Phylogenetic diversity of the enteric pathogen Salmonella enterica subsp. enterica inferred from genome-wide reference-free SNP characters

Abstract

The enteric pathogen Salmonella enterica is one of the leading causes of foodborne illness in the world. The species is extremely diverse, containing more than 2,500 named serovars that are designated for their unique antigen characters and pathogenicity profiles-some are known to be virulent pathogens, while others are not. Questions regarding the evolution of pathogenicity, significance of antigen characters, diversity of clustered regularly interspaced short palindromic repeat (CRISPR) loci, among others, will remain elusive until a strong evolutionary framework is established. We present the first large-scale S. enterica subsp. enterica phylogeny inferred from a new reference-free k-mer approach of gathering single nucleotide polymorphisms (SNPs) from whole genomes. The phylogeny of 156 isolates representing 78 serovars (102 were newly sequenced) reveals two major lineages, each with many strongly supported sublineages. One of these lineages is the S. Typhi group; well nested within the phylogeny. Lineage-through-time analyses suggest there have been two instances of accelerated rates of diversification within the subspecies. We also found that antigen characters and CRISPR loci reveal different evolutionary patterns than that of the phylogeny, suggesting that a horizontal gene transfer or possibly a shared environmental acquisition might have influenced the present character distribution. Our study also shows the ability to extract reference-free SNPs from a large set of genomes and then to use these SNPs for phylogenetic reconstruction. This automated, annotation-free approach is an important step forward for bacterial disease tracking and in efficiently elucidating the evolutionary history of highly clonal organisms.
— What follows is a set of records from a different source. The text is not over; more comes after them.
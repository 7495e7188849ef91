//! HTTP meeting server adapter.

use std::time::Duration;

use async_trait::async_trait;
use reqwest::StatusCode;
use serde::{Deserialize, Serialize};
use tracing::debug;

use academy_core::config::MeetingsConfig;
use academy_core::error::{AppError, ErrorKind};
use academy_core::result::AppResult;
use academy_entity::session::{Recording, Session};

use super::local::LocalRoomProvider;
use super::provider::{MeetingProvider, RecordingCapable};

#[derive(Debug, Serialize)]
struct CreateRoomRequest<'a> {
    name: &'a str,
    empty_timeout_seconds: u64,
    max_duration_minutes: i64,
    metadata: serde_json::Value,
}

#[derive(Debug, Deserialize)]
struct RoomResponse {
    name: String,
}

/// Talks to the meeting server's REST API.
#[derive(Debug, Clone)]
pub struct HttpMeetingClient {
    client: reqwest::Client,
    base_url: String,
    api_key: String,
    default_duration_minutes: i64,
}

impl HttpMeetingClient {
    /// Build a client from `[meetings]` configuration.
    pub fn new(config: &MeetingsConfig, default_duration_minutes: i64) -> AppResult<Self> {
        let client = reqwest::Client::builder()
            .timeout(Duration::from_secs(config.request_timeout_seconds))
            .build()
            .map_err(|e| {
                AppError::with_source(
                    ErrorKind::Configuration,
                    "Failed to build meeting HTTP client",
                    e,
                )
            })?;

        Ok(Self {
            client,
            base_url: config.base_url.trim_end_matches('/').to_string(),
            api_key: config.api_key.clone(),
            default_duration_minutes,
        })
    }

    fn url(&self, path: &str) -> String {
        format!("{}{}", self.base_url, path)
    }
}

#[async_trait]
impl MeetingProvider for HttpMeetingClient {
    async fn prepare_room(&self, session: &Session) -> AppResult<String> {
        let name = LocalRoomProvider::room_name(session);
        let duration = session.effective_duration(self.default_duration_minutes);

        let response = self
            .client
            .post(self.url("/rooms"))
            .bearer_auth(&self.api_key)
            .json(&CreateRoomRequest {
                name: &name,
                empty_timeout_seconds: 300,
                max_duration_minutes: duration.num_minutes(),
                metadata: serde_json::json!({
                    "session_id": session.id,
                    "academy_id": session.academy_id,
                    "kind": session.kind,
                }),
            })
            .send()
            .await
            .map_err(|e| AppError::with_source(ErrorKind::Meeting, "Room request failed", e))?
            .error_for_status()
            .map_err(|e| AppError::with_source(ErrorKind::Meeting, "Room creation rejected", e))?;

        let room: RoomResponse = response.json().await.map_err(|e| {
            AppError::with_source(ErrorKind::Meeting, "Malformed room response", e)
        })?;

        debug!(session_id = %session.id, room = %room.name, "Meeting room ready");
        Ok(room.name)
    }
}

#[async_trait]
impl RecordingCapable for HttpMeetingClient {
    async fn stop_recording(&self, session: &Session, recording: &Recording) -> AppResult<bool> {
        let Some(provider_ref) = recording.provider_ref.as_deref() else {
            return Ok(false);
        };

        let response = self
            .client
            .post(self.url(&format!("/recordings/{provider_ref}/stop")))
            .bearer_auth(&self.api_key)
            .send()
            .await
            .map_err(|e| {
                AppError::with_source(ErrorKind::Meeting, "Stop recording request failed", e)
            })?;

        match response.status() {
            status if status.is_success() => {
                debug!(session_id = %session.id, recording_id = %recording.id, "Recording stopped");
                Ok(true)
            }
            StatusCode::NOT_FOUND | StatusCode::CONFLICT => Ok(false),
            status => Err(AppError::meeting(format!(
                "Meeting server returned {status} stopping recording {}",
                recording.id
            ))),
        }
    }
}
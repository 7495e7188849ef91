//! Meeting rooms and recordings.

pub mod http;
pub mod local;
pub mod provider;

pub use http::HttpMeetingClient;
pub use local::LocalRoomProvider;
pub use provider::{MeetingProvider, RecordingCapable, RecordingRegistry};
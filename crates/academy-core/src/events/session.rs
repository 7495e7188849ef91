//! Live session events.

use chrono::{DateTime, Utc};
use serde::{Deserialize, Serialize};

use crate::types::{RecordingId, SessionId, TemplateId};

/// Events related to scheduled sessions and their recordings.
#[derive(Debug, Clone, Serialize, Deserialize)]
#[serde(tag = "type")]
pub enum SessionEvent {
    /// Sessions were generated from a recurring template.
    Generated {
        /// The template the sessions came from.
        template_id: TemplateId,
        /// Number of sessions created.
        created: u32,
    },
    /// A meeting room was prepared for an upcoming session.
    RoomPrepared {
        /// The session.
        session_id: SessionId,
        /// Provider room name.
        room: String,
    },
    /// A recording was stopped after the session's scheduled end.
    RecordingStopped {
        /// The session.
        session_id: SessionId,
        /// The recording.
        recording_id: RecordingId,
        /// Scheduled end that triggered the stop.
        scheduled_end: DateTime<Utc>,
    },
}

impl SessionEvent {
    /// Dotted event name.
    pub fn name(&self) -> &'static str {
        match self {
            Self::Generated { .. } => "session.generated",
            Self::RoomPrepared { .. } => "session.room_prepared",
            Self::RecordingStopped { .. } => "session.recording_stopped",
        }
    }
}
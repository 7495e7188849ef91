//! In-app notification and reminder dedup entities.

pub mod dispatch;
pub mod model;

pub use dispatch::DispatchKey;
pub use model::{CreateNotification, Notification, NotificationType};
Keywords: CRISPR; H antigens; O antigens; comparative method; lineage-through-time plot; serovar.

Fig. 1.—

Phylogenetic tree based on the maximum-likelihood method implemented in RAxML. Bold black branches represent 90–100% bootstrap support. Bold gray branches represent 70–90% bootstrap support. Numbers associated with branches are SNPs unique to that lineage. For the purposes of this figure, the long outgroup branches were shortened; however, the original tree is available for download at TreeBase.org. Three antigen characters are mapped onto this phylogeny: O group, Phase 1 (H) flagellar antigen, and Phase 2 (H) flagellar antigen.

Fig. 2.—

Lineage-through-time plots illustrating fluctuations in diversification rate throughout the evolutionary history of S. enterica.

Fig. 3.—

Bayesian clustering results for values of k = 2–5 based on the matrix containing SNPs present in at least 95% of the samples (outgroups were excluded). Different colors represent different clusters and the bars represent different individuals. The extent to which different colors comprise a bar is indicative of the degree of admixture. Samples are in the same order as they are in the ML phylogeny (fig. 1), which is shown for comparison.

Fig. 4.—

ML phylogeny from figure 1, pruned for strains for which we have CRISPR data (126 in-house collected draft genomes plus published complete genomes). The four most ancestral spacers were extracted from the CRISPR alignment in supplementary data S4, Supplementary Material online and mapped onto the tree. Spacers with the same coloring represent the exact same underlying sequence. Different coloring represents different underlying sequence. Blue bars represent CRISPR length, which was determined from the number of unaligned spacers for each CRISPR locus. Spacer deletions are represented by a black square with an x.